• _Directions for this task_
The expected answer is every line of the material, reproduced exactly.
————————
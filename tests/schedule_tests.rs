//! Multi-day simulation tests using real Swedish sites.
//!
//! Stockholm is home for every scenario; stops range from the inner
//! suburbs to the far north.

mod fixtures;

use chrono::{Datelike, Weekday};

use crew_planner::cost::CostModel;
use crew_planner::haversine::RoadDistance;
use crew_planner::model::{Location, TeamRoute};
use crew_planner::schedule::{DaySimulator, NEAR_HOME_KM};
use crew_planner::traits::{DistanceMatrixProvider, Positioned};
use crew_planner::PlannerConfig;

use fixtures::{
    STOCKHOLM, STOCKHOLM_CITY, SUNDSVALL, TestLocation, UMEA, UPPSALA_CITY, LULEA, KIRUNA, config,
    friday, generous_config, locations_at, monday, team_at,
};

fn simulate(config: &PlannerConfig, route: &[Location]) -> TeamRoute {
    fixtures::init_tracing();
    let metric = RoadDistance::new(config.road_factor);
    let team = team_at(1, &STOCKHOLM_CITY);
    let segments = DaySimulator::from_config(config, &metric).simulate(&team, route);
    TeamRoute::from_segments(team, segments, &CostModel::from_config(config))
}

fn northbound() -> Vec<Location> {
    vec![
        TestLocation::new("sundsvall").at(&SUNDSVALL).build(),
        TestLocation::new("umea").at(&UMEA).build(),
        TestLocation::new("lulea").at(&LULEA).build(),
        TestLocation::new("kiruna").at(&KIRUNA).build(),
    ]
}

#[test]
fn test_two_nearby_stops_fit_in_one_day() {
    let route = vec![
        TestLocation::new("A").at(&STOCKHOLM_CITY).build(),
        TestLocation::new("B").at(&UPPSALA_CITY).build(),
    ];
    let result = simulate(&generous_config(), &route);

    assert_eq!(result.stop_count(), 2);
    assert_eq!(result.hotel_nights, 0, "Both stops are near home");
    assert_eq!(result.total_days, 1);
    for segment in &result.segments {
        assert_eq!(segment.arrival_time.date(), monday(), "{} must be on day 1", segment.location.id);
    }
}

#[test]
fn test_near_home_stops_never_overnight() {
    // Long jobs force several working days around Stockholm.
    let route: Vec<Location> = STOCKHOLM
        .iter()
        .map(|site| TestLocation::new(site.name).at(site).work_time(3.5).build())
        .collect();
    let result = simulate(&config(1, 1), &route);

    assert!(result.total_days > 1, "Expected the work to span several days");
    assert_eq!(result.hotel_nights, 0);
    assert!(result.segments.iter().all(|s| !s.overnight_stay));
}

#[test]
fn test_friday_sends_team_home_for_the_weekend() {
    let mut cfg = config(1, 1);
    cfg.start_date = Some(friday());
    let result = simulate(&cfg, &northbound()[..2]);

    let first = &result.segments[0];
    let second = &result.segments[1];
    assert_eq!(first.arrival_time.weekday(), Weekday::Fri);
    assert_eq!(second.arrival_time.weekday(), Weekday::Mon, "Friday ends at home, work resumes Monday");
    assert!(!second.overnight_stay, "No hotel over the weekend");

    // The evening drive home is booked onto the Monday stop.
    let metric = RoadDistance::default();
    let home_to_umea = metric.distance_km(STOCKHOLM_CITY.coords(), UMEA.coords());
    assert!(second.drive_distance > home_to_umea);
}

#[test]
fn test_work_every_day_keeps_weekends() {
    let mut cfg = config(1, 1);
    cfg.start_date = Some(friday());
    cfg.work_every_day = true;
    let result = simulate(&cfg, &northbound()[..2]);

    let second = result.segments[1].arrival_time.date();
    assert!(
        second.weekday() == Weekday::Fri || second.weekday() == Weekday::Sat,
        "Expected the second stop before Monday, got {second}"
    );
}

#[test]
fn test_far_stops_use_hotels() {
    let result = simulate(&config(1, 1), &northbound());
    let metric = RoadDistance::default();
    let home = STOCKHOLM_CITY.coords();

    assert!(result.hotel_nights >= 1, "A trip to Kiruna cannot return home nightly");
    for segment in result.segments.iter().filter(|s| s.overnight_stay) {
        let km = metric.distance_km(home, segment.location.position());
        assert!(km > NEAR_HOME_KM, "{} is only {km:.0} km from home", segment.location.id);
    }
}

#[test]
fn test_hotel_flag_marks_stop_after_the_night() {
    let result = simulate(&config(1, 1), &northbound());

    assert!(!result.segments[0].overnight_stay, "The first stop is reached from home");
    for pair in result.segments.windows(2) {
        if pair[1].overnight_stay {
            assert!(
                pair[1].arrival_time.date() > pair[0].departure_time.date(),
                "{} is flagged but reached the same day as {}",
                pair[1].location.id,
                pair[0].location.id
            );
        }
    }
}

#[test]
fn test_segments_are_time_ordered() {
    let mut route = locations_at(STOCKHOLM);
    route.extend(northbound());
    let result = simulate(&config(1, 1), &route);

    for pair in result.segments.windows(2) {
        assert!(
            pair[0].departure_time < pair[1].arrival_time,
            "{} must finish before {} starts",
            pair[0].location.id,
            pair[1].location.id
        );
    }
    for segment in &result.segments {
        assert!(segment.arrival_time <= segment.departure_time);
        assert!(segment.drive_distance >= 0.0 && segment.drive_time >= 0.0);
        assert!(
            !matches!(segment.arrival_time.weekday(), Weekday::Sat | Weekday::Sun),
            "{} scheduled on a weekend",
            segment.location.id
        );
    }
}

#[test]
fn test_route_totals_match_segments() {
    let mut route = locations_at(STOCKHOLM);
    route.extend(northbound());
    let cfg = config(1, 1);
    let result = simulate(&cfg, &route);

    let distance: f64 = result.segments.iter().map(|s| s.drive_distance).sum();
    let drive: f64 = result.segments.iter().map(|s| s.drive_time).sum();
    let work: f64 = result.segments.iter().map(|s| s.work_time).sum();
    assert!((result.total_distance - distance).abs() < 1e-6);
    assert!((result.total_drive_time - drive).abs() < 1e-6);
    assert!((result.total_work_time - work).abs() < 1e-6);

    let recomputed = CostModel::from_config(&cfg).cost(&result);
    assert!((recomputed - result.total_cost).abs() < 1e-6);
}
————————
• _Written response_
filename tests/schedule_tests.rs
//! Multi-day simulation tests using real Swedish sites.
//!
//! Stockholm is home for every scenario; stops range from the inner
//! suburbs to the far north.

mod fixtures;

use chrono::{Datelike, Weekday};

use crew_planner::cost::CostModel;
use crew_planner::haversine::RoadDistance;
use crew_planner::model::{Location, TeamRoute};
use crew_planner::schedule::{DaySimulator, NEAR_HOME_KM};
use crew_planner::traits::{DistanceMatrixProvider, Positioned};
use crew_planner::PlannerConfig;

use fixtures::{
    STOCKHOLM, STOCKHOLM_CITY, SUNDSVALL, TestLocation, UMEA, UPPSALA_CITY, LULEA, KIRUNA, config,
    friday, generous_config, locations_at, monday, team_at,
};

fn simulate(config: &PlannerConfig, route: &[Location]) -> TeamRoute {
    fixtures::init_tracing();
    let metric = RoadDistance::new(config.road_factor);
    let team = team_at(1, &STOCKHOLM_CITY);
    let segments = DaySimulator::from_config(config, &metric).simulate(&team, route);
    TeamRoute::from_segments(team, segments, &CostModel::from_config(config))
}

fn northbound() -> Vec<Location> {
    vec![
        TestLocation::new("sundsvall").at(&SUNDSVALL).build(),
        TestLocation::new("umea").at(&UMEA).build(),
        TestLocation::new("lulea").at(&LULEA).build(),
        TestLocation::new("kiruna").at(&KIRUNA).build(),
    ]
}

#[test]
fn test_two_nearby_stops_fit_in_one_day() {
    let route = vec![
        TestLocation::new("A").at(&STOCKHOLM_CITY).build(),
        TestLocation::new("B").at(&UPPSALA_CITY).build(),
    ];
    let result = simulate(&generous_config(), &route);

    assert_eq!(result.stop_count(), 2);
    assert_eq!(result.hotel_nights, 0, "Both stops are near home");
    assert_eq!(result.total_days, 1);
    for segment in &result.segments {
        assert_eq!(segment.arrival_time.date(), monday(), "{} must be on day 1", segment.location.id);
    }
}

#[test]
fn test_near_home_stops_never_overnight() {
    // Long jobs force several working days around Stockholm.
    let route: Vec<Location> = STOCKHOLM
        .iter()
        .map(|site| TestLocation::new(site.name).at(site).work_time(3.5).build())
        .collect();
    let result = simulate(&config(1, 1), &route);

    assert!(result.total_days > 1, "Expected the work to span several days");
    assert_eq!(result.hotel_nights, 0);
    assert!(result.segments.iter().all(|s| !s.overnight_stay));
}

#[test]
fn test_friday_sends_team_home_for_the_weekend() {
    let mut cfg = config(1, 1);
    cfg.start_date = Some(friday());
    let result = simulate(&cfg, &northbound()[..2]);

    let first = &result.segments[0];
    let second = &result.segments[1];
    assert_eq!(first.arrival_time.weekday(), Weekday::Fri);
    assert_eq!(second.arrival_time.weekday(), Weekday::Mon, "Friday ends at home, work resumes Monday");
    assert!(!second.overnight_stay, "No hotel over the weekend");

    // The evening drive home is booked onto the Monday stop.
    let metric = RoadDistance::default();
    let home_to_umea = metric.distance_km(STOCKHOLM_CITY.coords(), UMEA.coords());
    assert!(second.drive_distance > home_to_umea);
}

#[test]
fn test_work_every_day_keeps_weekends() {
    let mut cfg = config(1, 1);
    cfg.start_date = Some(friday());
    cfg.work_every_day = true;
    let result = simulate(&cfg, &northbound()[..2]);

    let second = result.segments[1].arrival_time.date();
    assert!(
        second.weekday() == Weekday::Fri || second.weekday() == Weekday::Sat,
        "Expected the second stop before Monday, got {second}"
    );
}

#[test]
fn test_far_stops_use_hotels() {
    let result = simulate(&config(1, 1), &northbound());
    let metric = RoadDistance::default();
    let home = STOCKHOLM_CITY.coords();

    assert!(result.hotel_nights >= 1, "A trip to Kiruna cannot return home nightly");
    for segment in result.segments.iter().filter(|s| s.overnight_stay) {
        let km = metric.distance_km(home, segment.location.position());
        assert!(km > NEAR_HOME_KM, "{} is only {km:.0} km from home", segment.location.id);
    }
}

#[test]
fn test_hotel_flag_marks_stop_after_the_night() {
    let result = simulate(&config(1, 1), &northbound());

    assert!(!result.segments[0].overnight_stay, "The first stop is reached from home");
    for pair in result.segments.windows(2) {
        if pair[1].overnight_stay {
            assert!(
                pair[1].arrival_time.date() > pair[0].departure_time.date(),
                "{} is flagged but reached the same day as {}",
                pair[1].location.id,
                pair[0].location.id
            );
        }
    }
}

#[test]
fn test_segments_are_time_ordered() {
    let mut route = locations_at(STOCKHOLM);
    route.extend(northbound());
    let result = simulate(&config(1, 1), &route);

    for pair in result.segments.windows(2) {
        assert!(
            pair[0].departure_time < pair[1].arrival_time,
            "{} must finish before {} starts",
            pair[0].location.id,
            pair[1].location.id
        );
    }
    for segment in &result.segments {
        assert!(segment.arrival_time <= segment.departure_time);
        assert!(segment.drive_distance >= 0.0 && segment.drive_time >= 0.0);
        assert!(
            !matches!(segment.arrival_time.weekday(), Weekday::Sat | Weekday::Sun),
            "{} scheduled on a weekend",
            segment.location.id
        );
    }
}

#[test]
fn test_route_totals_match_segments() {
    let mut route = locations_at(STOCKHOLM);
    route.extend(northbound());
    let cfg = config(1, 1);
    let result = simulate(&cfg, &route);

    let distance: f64 = result.segments.iter().map(|s| s.drive_distance).sum();
    let drive: f64 = result.segments.iter().map(|s| s.drive_time).sum();
    let work: f64 = result.segments.iter().map(|s| s.work_time).sum();
    assert!((result.total_distance - distance).abs() < 1e-6);
    assert!((result.total_drive_time - drive).abs() < 1e-6);
    assert!((result.total_work_time - work).abs() < 1e-6);

    let recomputed = CostModel::from_config(&cfg).cost(&result);
    assert!((recomputed - result.total_cost).abs() < 1e-6);
}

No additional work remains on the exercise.